Deductible - A deductible is a set amount the insured is responsible for paying before the insurer will cover costs.

Dependent - Dependents are individuals named by the insured who rely on the policy holder for insurance benefits.

Disclaimer - A disclaimer is language that highlights limitations of services offered that the insured should be aware of in relation to the plan.


Eligible - If an individual qualifies for coverage under policy language, they are eligible for that particular insurance coverage.

Endorsements - An endorsement is an addition to a policy that contains language that can modify coverage.

Excess - insurance Excess insurance is an insurance policy set to cover expenses when losses exceed a specific amount, also referred to as secondary insurance.

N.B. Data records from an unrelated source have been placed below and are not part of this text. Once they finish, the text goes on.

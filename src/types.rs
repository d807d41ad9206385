//! Core types shared across the binding layer.

use serde::{Deserialize, Serialize};
use serde_json::Value;
use std::collections::HashMap;
use std::fmt;

/// Identifier for a change handler registered with an engine.
#[derive(Clone, Copy, PartialEq, Eq, Hash, Serialize, Deserialize)]
pub struct HandlerId(pub u64);

impl fmt::Debug for HandlerId {
    fn fmt(&self, f: &mut fmt::Formatter<'_>) -> fmt::Result {
        write!(f, "HandlerId({})", self.0)
    }
}

/// Identifier for a consumer attached to a broadcast context.
#[derive(Clone, Copy, PartialEq, Eq, Hash)]
pub struct ConsumerId(pub u64);

impl fmt::Debug for ConsumerId {
    fn fmt(&self, f: &mut fmt::Formatter<'_>) -> fmt::Result {
        write!(f, "ConsumerId({})", self.0)
    }
}

/// Identifier for an off-tree watcher.
#[derive(Clone, Copy, PartialEq, Eq, Hash)]
pub struct WatchId(pub u64);

impl fmt::Debug for WatchId {
    fn fmt(&self, f: &mut fmt::Formatter<'_>) -> fmt::Result {
        write!(f, "WatchId({})", self.0)
    }
}

/// The current position of a machine.
///
/// A simple state is a leaf name; compound and parallel states nest, with
/// one key per active region. Serializes untagged, so `"idle"` and
/// `{"lit": "green"}` round-trip to the same JSON shapes the engine emits.
#[derive(Clone, Debug, PartialEq, Serialize, Deserialize)]
#[serde(untagged)]
pub enum StateValue {
    /// An atomic state, e.g. `"idle"`.
    Leaf(String),
    /// A compound or parallel state, one entry per active child region.
    Compound(HashMap<String, StateValue>),
}

impl StateValue {
    /// Build a leaf value.
    pub fn leaf(name: impl Into<String>) -> Self {
        StateValue::Leaf(name.into())
    }

    /// Build a single-region compound value.
    pub fn nested(region: impl Into<String>, child: StateValue) -> Self {
        let mut map = HashMap::new();
        map.insert(region.into(), child);
        StateValue::Compound(map)
    }

    /// Hierarchical path match: true iff this value equals the dotted
    /// `selector` path or is a descendant of it.
    ///
    /// `"a"` matches `a`, `a.b`, and `a.b.c`; `"a.b"` does not match `a.c`,
    /// nor does it match a value that is only `a`.
    pub fn matches(&self, selector: &str) -> bool {
        self.matches_segments(&selector.split('.').collect::<Vec<_>>())
    }

    fn matches_segments(&self, segments: &[&str]) -> bool {
        match (self, segments) {
            // Selector exhausted: value is at or below the selector path.
            (_, []) => true,
            (StateValue::Leaf(name), [seg]) => name == seg,
            // Selector is deeper than the value.
            (StateValue::Leaf(_), _) => false,
            (StateValue::Compound(regions), [seg, rest @ ..]) => regions
                .get(*seg)
                .map_or(false, |child| child.matches_segments(rest)),
        }
    }
}

impl From<&str> for StateValue {
    fn from(name: &str) -> Self {
        StateValue::Leaf(name.to_string())
    }
}

impl From<String> for StateValue {
    fn from(name: String) -> Self {
        StateValue::Leaf(name)
    }
}

/// What the engine reports about its current state: the state value plus
/// the activity-name → active mapping.
#[derive(Clone, Debug, PartialEq, Serialize, Deserialize)]
pub struct StateDescriptor {
    pub value: StateValue,
    #[serde(default)]
    pub activities: HashMap<String, bool>,
}

impl StateDescriptor {
    /// Descriptor with no activities.
    pub fn new(value: impl Into<StateValue>) -> Self {
        Self {
            value: value.into(),
            activities: HashMap::new(),
        }
    }

    /// Add an activity entry.
    pub fn with_activity(mut self, name: impl Into<String>, active: bool) -> Self {
        self.activities.insert(name.into(), active);
        self
    }

    /// Is the named activity currently active? Unknown names are inactive.
    pub fn activity_active(&self, name: &str) -> bool {
        self.activities.get(name).copied().unwrap_or(false)
    }
}

/// One immutable observation of the engine: current state (None before the
/// engine has been initialized) plus external state. Replaced wholesale on
/// every change event, never mutated in place.
#[derive(Clone, Debug, PartialEq, Serialize, Deserialize)]
pub struct Snapshot {
    pub state: Option<StateDescriptor>,
    pub extstate: Value,
}

impl Snapshot {
    pub fn new(state: Option<StateDescriptor>, extstate: Value) -> Self {
        Self { state, extstate }
    }

    /// Snapshot of an engine that has not been initialized yet.
    pub fn uninitialized() -> Self {
        Self {
            state: None,
            extstate: Value::Null,
        }
    }
}

impl Default for Snapshot {
    fn default() -> Self {
        Self::uninitialized()
    }
}

/// Argument to `set_extstate`: either a replacement value or a function of
/// the previous external state.
pub enum ExtStateUpdate {
    Replace(Value),
    Apply(Box<dyn FnOnce(Value) -> Value + Send>),
}

impl ExtStateUpdate {
    /// Updater form, from a closure over the previous value.
    pub fn apply(f: impl FnOnce(Value) -> Value + Send + 'static) -> Self {
        ExtStateUpdate::Apply(Box::new(f))
    }

    /// Resolve against the previous external state.
    pub fn resolve(self, prev: Value) -> Value {
        match self {
            ExtStateUpdate::Replace(value) => value,
            ExtStateUpdate::Apply(f) => f(prev),
        }
    }
}

impl From<Value> for ExtStateUpdate {
    fn from(value: Value) -> Self {
        ExtStateUpdate::Replace(value)
    }
}

impl fmt::Debug for ExtStateUpdate {
    fn fmt(&self, f: &mut fmt::Formatter<'_>) -> fmt::Result {
        match self {
            ExtStateUpdate::Replace(value) => f.debug_tuple("Replace").field(value).finish(),
            ExtStateUpdate::Apply(_) => f.debug_tuple("Apply").field(&"<fn>").finish(),
        }
    }
}

#[cfg(test)]
mod tests {
    use super::*;
    use serde_json::json;

    #[test]
    fn test_leaf_matches_itself() {
        let value = StateValue::leaf("idle");
        assert!(value.matches("idle"));
        assert!(!value.matches("busy"));
    }

    #[test]
    fn test_descendant_matches_ancestor_selector() {
        // value = lit.green
        let value = StateValue::nested("lit", StateValue::leaf("green"));
        assert!(value.matches("lit"));
        assert!(value.matches("lit.green"));
        assert!(!value.matches("lit.red"));
        assert!(!value.matches("lit.green.flashing"));
    }

    #[test]
    fn test_parallel_regions_match_independently() {
        let mut regions = HashMap::new();
        regions.insert("vehicle".to_string(), StateValue::leaf("go"));
        regions.insert("pedestrian".to_string(), StateValue::leaf("wait"));
        let value = StateValue::Compound(regions);

        assert!(value.matches("vehicle"));
        assert!(value.matches("vehicle.go"));
        assert!(value.matches("pedestrian.wait"));
        assert!(!value.matches("pedestrian.walk"));
    }

    #[test]
    fn test_state_value_serializes_untagged() {
        let leaf = StateValue::leaf("idle");
        assert_eq!(serde_json::to_value(&leaf).unwrap(), json!("idle"));

        let nested = StateValue::nested("lit", StateValue::leaf("green"));
        assert_eq!(
            serde_json::to_value(&nested).unwrap(),
            json!({"lit": "green"})
        );

        let parsed: StateValue = serde_json::from_value(json!({"lit": "green"})).unwrap();
        assert_eq!(parsed, nested);
    }

    #[test]
    fn test_activity_lookup_defaults_inactive() {
        let descriptor = StateDescriptor::new("buzzing").with_activity("beeping", true);
        assert!(descriptor.activity_active("beeping"));
        assert!(!descriptor.activity_active("humming"));
    }

    #[test]
    fn test_extstate_update_resolution() {
        let replace = ExtStateUpdate::from(json!({"foo": 9}));
        assert_eq!(replace.resolve(json!({"foo": 1})), json!({"foo": 9}));

        let bump = ExtStateUpdate::apply(|prev| {
            let foo = prev["foo"].as_i64().unwrap();
            json!({ "foo": foo + 1 })
        });
        assert_eq!(bump.resolve(json!({"foo": 1})), json!({"foo": 2}));
    }
}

Exclusions - Items not covered by an insurance policy are exclusions.


Guaranteed Issue - The right to insurance without any underwriting requirements is called guaranteed issue.


In-Network - In a health insurance plan, the discounted providers or services that are provided under the plan are considered in-network.

Indemnity - Making a policy holder whole after a loss by payment, repair or replacement is an indemnity.


Liability - In insurance, a liability is when the insured is legally responsible for loss.

Limits - Maximum amount of losses paid for a plan.

Loss - The loss of assets that is the basis for an insurance claim.


Mandated benefits - Mandated benefits are benefits required by law.

Mandated minimum - Minimum amount of coverage required by law is the mandated minimum. These may vary by state.

Maximum Benefit - The maximum amount a plan will pay in benefits is the maximum benefit.


Period of Coverage - The time frame in which you are covered under a policy.

Personal Property – Property that is not land or connected to land (real estate), such as clothing, furniture, jewelry, or electronics.

Policy - A policy is a written contract of insurance between the insurer and the insured.

Pre-authorization - In a health plan, the requirement that your health plan provider gain approval for treatments is the pre-authorization.

Pre-certification - In health insurance, approval by an insurance representative to be admitted to a hospital or in-patient facility is pre-certification.

Pre-Existing Condition - A pre-exisiting condition is a coverage limitation where certain conditions that may already exist will not be covered under the insurance policy.

Premium - A premium is the amount insurer charges for coverage.

Pro-rata refund - A pro-rata refund is an insurance refund where the amount returned to the insured is based on the number of days remaining in the policy compared to the total number of days in the policy.


Quote - A statement of the premium that will be charged for insurance coverage based on information provided by the person requesting the quote including drivers, vehicles, and driving record.


Renew - To renew a plan is to reestablish or continue an insurance plan.

Replacement cost - The cost associated replacing a covered item rather than the actual cash value of the item is the replacement cost.

Required Coverage – Coverage that is required by law, or by a lienholder, also see compulsory limit.

Risk - A risk is the chance that a given activity or action will lead to a loss.


Subrogation - When another party is liable for a loss, the process by which the insurer recovers the amount of loss after payment to the insured is called subrogation.


Trigger - A trigger is the event that must occur before a policy can cover a loss.


Underwriter - The underwriter is the insurer, who is trained in measuring risk and determining acceptable rates and pricing.


Waiting period - Period of time following start of coverage before insured can make certain claims and receive insurance benefits is the waiting period.